Calling all electricity experts
When it comes to innovation and technological progress, Israel has one of the best track records in the world. Its achievements are remarkable. There’s a regular social media message that resurfaces every few years citing all of Israel’s technology advances and pointing out that the world would probably be stuck in the 1950s without Israeli innovation. Israel has more Nobel Prizes per capita than the United States, France and Germany, 40,000+ millionaires and 71 billionaires. We’ve desalinated ocean water; we’ve turned the desert into farmland; and invented delicious cherry tomatoes to grow there.
So here’s the $64,000 question: With all this sophisticated technological and scientific know-how in our tiny country, why can’t someone figure out how to keep the electrical grid up and running during a winter rain storm?
We aren’t talking about during the worst storms the world has ever seen – no super typhoons, no deaths reported, no homes destroyed, and no overflowing and out-of-control bodies of water. Just plain, old, heavy rain with some nasty wind to keep it interesting.
There must be someone among Israel’s 9.65 million residents who knows something about electrical grid stability. A very quick and superficial Google search provides the following information:
That sounds pretty straightforward. What goes in must also go out. Not exactly a novel idea.
If the average person with a computer can run a quick search and collect this much information in a few seconds, just imagine what an electrical grid expert could do in one day. Preferably a sunny day when the electricity is flowing smoothly and the internet is working.

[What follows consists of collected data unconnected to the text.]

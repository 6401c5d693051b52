//! CLI command definitions, routing, and tracing setup.

use std::path::{Path, PathBuf};

use clap::{Parser, Subcommand};
use color_eyre::eyre::{Result, eyre};
use herbarium_core::pipeline::{
    self, PreprocessConfig, PreprocessResult, ProgressReporter, QaRunConfig, QaRunResult,
};
use herbarium_shared::{AppConfig, ChunkConfig, init_config, load_config, load_config_from};
use indicatif::{ProgressBar, ProgressStyle};
use tracing::info;

// ---------------------------------------------------------------------------
// CLI structure
// ---------------------------------------------------------------------------

/// Herbarium: structured training data from a plaintext herbal.
#[derive(Parser)]
#[command(
    name = "herbarium",
    version,
    about = "Segment a plaintext herbal into herb entries, chunks, and Q&A training pairs.",
    long_about = None,
)]
pub(crate) struct Cli {
    /// Log format: text (default) or json.
    #[arg(long, default_value = "text", global = true)]
    pub log_format: LogFormat,

    /// Verbosity level (-v, -vv, -vvv).
    #[arg(short, long, action = clap::ArgAction::Count, global = true)]
    pub verbose: u8,

    /// Config file to use instead of ~/.herbarium/herbarium.toml.
    #[arg(long, global = true, env = "HERBARIUM_CONFIG")]
    pub config: Option<PathBuf>,

    #[command(subcommand)]
    pub command: Command,
}

/// Log output format.
#[derive(Clone, Debug, clap::ValueEnum)]
pub(crate) enum LogFormat {
    Text,
    Json,
}

/// Top-level CLI subcommands.
#[derive(Subcommand)]
pub(crate) enum Command {
    /// Segment and chunk a plaintext herbal.
    Preprocess {
        /// Plaintext herbal to read.
        input: PathBuf,

        #[command(flatten)]
        output: OutputArgs,

        #[command(flatten)]
        chunking: ChunkArgs,
    },

    /// Generate Q&A training pairs from preprocessed herbs.
    Qa {
        #[command(flatten)]
        output: OutputArgs,

        #[command(flatten)]
        qa: QaArgs,
    },

    /// Preprocess, then generate Q&A pairs.
    Run {
        /// Plaintext herbal to read.
        input: PathBuf,

        #[command(flatten)]
        output: OutputArgs,

        #[command(flatten)]
        chunking: ChunkArgs,

        #[command(flatten)]
        qa: QaArgs,
    },

    /// Summarize the quality of a generated dataset.
    Check {
        #[command(flatten)]
        output: OutputArgs,
    },

    /// Configuration management.
    Config {
        /// Config subcommand.
        #[command(subcommand)]
        action: ConfigAction,
    },
}

/// Output directory override.
#[derive(clap::Args)]
pub(crate) struct OutputArgs {
    /// Directory for the dataset artifacts (defaults to config `output_dir`).
    #[arg(short, long)]
    pub out: Option<PathBuf>,
}

/// Chunking overrides.
#[derive(clap::Args)]
pub(crate) struct ChunkArgs {
    /// Words per chunk.
    #[arg(long)]
    pub max_words: Option<usize>,

    /// Words shared by consecutive chunks.
    #[arg(long)]
    pub overlap: Option<usize>,
}

/// Q&A generation overrides.
#[derive(clap::Args)]
pub(crate) struct QaArgs {
    /// Shuffle seed.
    #[arg(long)]
    pub seed: Option<u64>,

    /// Keep pairs in generation order.
    #[arg(long)]
    pub no_shuffle: bool,
}

/// Config subcommands.
#[derive(Subcommand)]
pub(crate) enum ConfigAction {
    /// Initialize config file with defaults.
    Init,
    /// Show resolved configuration.
    Show,
}

// ---------------------------------------------------------------------------
// Tracing setup
// ---------------------------------------------------------------------------

/// Initialize tracing based on CLI flags.
pub(crate) fn init_tracing(cli: &Cli) {
    use tracing_subscriber::{EnvFilter, fmt};

    let filter = match cli.verbose {
        0 => "herbarium=info",
        1 => "herbarium=debug",
        _ => "herbarium=trace",
    };

    let env_filter =
        EnvFilter::try_from_default_env().unwrap_or_else(|_| EnvFilter::new(filter));

    match cli.log_format {
        LogFormat::Text => {
            fmt()
                .with_env_filter(env_filter)
                .with_target(false)
                .with_writer(std::io::stderr)
                .init();
        }
        LogFormat::Json => {
            fmt()
                .json()
                .with_env_filter(env_filter)
                .with_writer(std::io::stderr)
                .init();
        }
    }
}

// ---------------------------------------------------------------------------
// Command dispatch
// ---------------------------------------------------------------------------

/// Run the CLI command.
pub(crate) fn run(cli: Cli) -> Result<()> {
    let config = resolve_config(cli.config.as_deref())?;

    match cli.command {
        Command::Preprocess {
            input,
            output,
            chunking,
        } => cmd_preprocess(&config, input, &output, &chunking),
        Command::Qa { output, qa } => cmd_qa(&config, &output, &qa),
        Command::Run {
            input,
            output,
            chunking,
            qa,
        } => cmd_run(&config, input, &output, &chunking, &qa),
        Command::Check { output } => cmd_check(&config, &output),
        Command::Config { action } => match action {
            ConfigAction::Init => cmd_config_init(),
            ConfigAction::Show => cmd_config_show(&config),
        },
    }
}

fn resolve_config(path: Option<&Path>) -> Result<AppConfig> {
    let config = match path {
        Some(p) => load_config_from(p)?,
        None => load_config()?,
    };
    Ok(config)
}

// ---------------------------------------------------------------------------
// Flag/config merging
// ---------------------------------------------------------------------------

fn output_dir(config: &AppConfig, args: &OutputArgs) -> PathBuf {
    args.out
        .clone()
        .unwrap_or_else(|| PathBuf::from(&config.defaults.output_dir))
}

fn chunk_config(config: &AppConfig, args: &ChunkArgs) -> Result<ChunkConfig> {
    let max_words = args.max_words.unwrap_or(config.chunking.max_words);
    let overlap = args.overlap.unwrap_or(config.chunking.overlap);
    ChunkConfig::new(max_words, overlap).map_err(|e| eyre!("invalid chunking flags: {e}"))
}

fn qa_config(config: &AppConfig, args: &QaArgs) -> herbarium_shared::QaConfig {
    let mut qa = config.qa.clone();
    if let Some(seed) = args.seed {
        qa.seed = seed;
    }
    if args.no_shuffle {
        qa.shuffle = false;
    }
    qa
}

fn preprocess_config(
    config: &AppConfig,
    input: PathBuf,
    output: &OutputArgs,
    chunking: &ChunkArgs,
) -> Result<PreprocessConfig> {
    if !input.exists() {
        return Err(eyre!(
            "herbal text not found at '{}'; convert the source HTML to plaintext first",
            input.display()
        ));
    }

    Ok(PreprocessConfig {
        input,
        output_dir: output_dir(config, output),
        chunking: chunk_config(config, chunking)?,
        files: config.files.clone(),
        tool_version: env!("CARGO_PKG_VERSION").to_string(),
    })
}

// ---------------------------------------------------------------------------
// Command handlers
// ---------------------------------------------------------------------------

fn cmd_preprocess(
    config: &AppConfig,
    input: PathBuf,
    output: &OutputArgs,
    chunking: &ChunkArgs,
) -> Result<()> {
    let pre = preprocess_config(config, input, output, chunking)?;
    info!(
        input = %pre.input.display(),
        max_words = pre.chunking.max_words,
        overlap = pre.chunking.overlap,
        "preprocessing herbal text"
    );

    let reporter = CliProgress::new();
    let result = pipeline::preprocess(&pre, &reporter)?;
    print_preprocess_summary(&result);

    Ok(())
}

fn cmd_qa(config: &AppConfig, output: &OutputArgs, qa: &QaArgs) -> Result<()> {
    let qa_run = QaRunConfig {
        output_dir: output_dir(config, output),
        qa: qa_config(config, qa),
        files: config.files.clone(),
    };
    info!(
        out = %qa_run.output_dir.display(),
        seed = qa_run.qa.seed,
        shuffle = qa_run.qa.shuffle,
        "generating Q&A pairs"
    );

    let reporter = CliProgress::new();
    let result = pipeline::generate_qa(&qa_run, &reporter)?;
    print_qa_summary(&result);

    Ok(())
}

fn cmd_run(
    config: &AppConfig,
    input: PathBuf,
    output: &OutputArgs,
    chunking: &ChunkArgs,
    qa: &QaArgs,
) -> Result<()> {
    let pre = preprocess_config(config, input, output, chunking)?;
    let qa = qa_config(config, qa);
    info!(input = %pre.input.display(), out = %pre.output_dir.display(), "running full pipeline");

    let reporter = CliProgress::new();
    let result = pipeline::run(&pre, &qa, &reporter)?;
    print_preprocess_summary(&result.preprocess);
    print_qa_summary(&result.qa);

    Ok(())
}

fn cmd_check(config: &AppConfig, output: &OutputArgs) -> Result<()> {
    let dir = output_dir(config, output);
    let report = pipeline::check_dataset(&dir, &config.files, &config.qa.source_title)?;

    println!();
    println!("  Dataset summary ({})", dir.display());
    println!("  Herbs:                 {}", report.herb_count);
    println!("  With good content:     {}", report.good_herb_count);
    println!("  Q&A pairs:             {}", report.qa_total);
    println!("    Herb-specific:       {}", report.herb_specific);
    println!("    General:             {}", report.general);
    println!("    Ailment:             {}", report.ailment);
    println!("    Instruction:         {}", report.instruction_following);
    println!("  Avg answer length:     {:.1} chars", report.avg_answer_chars);
    println!();

    if report.herb_count == 0 || report.qa_total == 0 {
        return Err(eyre!("dataset in '{}' is empty", dir.display()));
    }

    Ok(())
}

fn cmd_config_init() -> Result<()> {
    let path = init_config()?;
    println!("Config initialized at: {}", path.display());
    Ok(())
}

fn cmd_config_show(config: &AppConfig) -> Result<()> {
    let toml_str = toml::to_string_pretty(config)?;
    println!("{toml_str}");
    Ok(())
}

fn print_preprocess_summary(result: &PreprocessResult) {
    println!();
    println!("  Preprocessing complete!");
    println!("  Run:     {}", result.run_id);
    println!("  Herbs:   {}", result.herb_count);
    println!("  Chunks:  {}", result.chunk_count);
    println!("  Entries: {}", result.paths.herbs.display());
    println!("  Chunked: {}", result.paths.chunks.display());
    println!("  Time:    {:.1}s", result.elapsed.as_secs_f64());
    println!();
}

fn print_qa_summary(result: &QaRunResult) {
    println!();
    println!("  Q&A generation complete!");
    println!("  Pairs:   {}", result.qa_count);
    println!("  JSONL:   {}", result.paths.qa_jsonl.display());
    println!("  JSON:    {}", result.paths.qa_json.display());
    println!("  Time:    {:.1}s", result.elapsed.as_secs_f64());
    println!();
}

// ---------------------------------------------------------------------------
// CLI progress reporter
// ---------------------------------------------------------------------------

/// CLI progress reporter using an indicatif spinner.
struct CliProgress {
    spinner: ProgressBar,
}

impl CliProgress {
    fn new() -> Self {
        let spinner = ProgressBar::new_spinner();
        let style = ProgressStyle::with_template("{spinner:.green} {msg}")
            .unwrap_or_else(|_| ProgressStyle::default_spinner())
            .tick_strings(&["⠋", "⠙", "⠹", "⠸", "⠼", "⠴", "⠦", "⠧", "⠇", "⠏"]);
        spinner.set_style(style);
        spinner.enable_steady_tick(std::time::Duration::from_millis(80));
        Self { spinner }
    }
}

impl ProgressReporter for CliProgress {
    fn phase(&self, name: &str) {
        self.spinner.set_message(name.to_string());
    }

    fn artifact_written(&self, path: &Path, records: usize) {
        self.spinner
            .set_message(format!("Wrote {records} records to {}", path.display()));
    }

    fn done(&self) {
        self.spinner.set_message("Stage complete");
    }
}

impl Drop for CliProgress {
    fn drop(&mut self) {
        self.spinner.finish_and_clear();
    }
}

In its March 2019 edition Forbes Magazine asked the same question about stable electricity. And, in the end, the answer was … you guessed it … grid stabilization. The author of one article, award-winning journalist Russ Banham, went so far as to explain how to reduce the problem:
“Microgrids manage to address current grid constraints by circumventing them altogether. When outages require repairs to the larger central system, secondary grids can operate on their own using local energy generation…”
There you have it: microgrids. The article even gives a link if you wish to speak to Mr. Banham. Perhaps someone from the Israel Electric Company should call him. Just a suggestion. No pressure, but perhaps if the IEC could get on this before the next rain storm, it would save a lot of people from an unnecessary down day. It’s difficult to get much work done by candlelight, with a pad of lined paper and a ballpoint pen, and without internet access in a cold apartment. We are way too spoiled to go back to those days.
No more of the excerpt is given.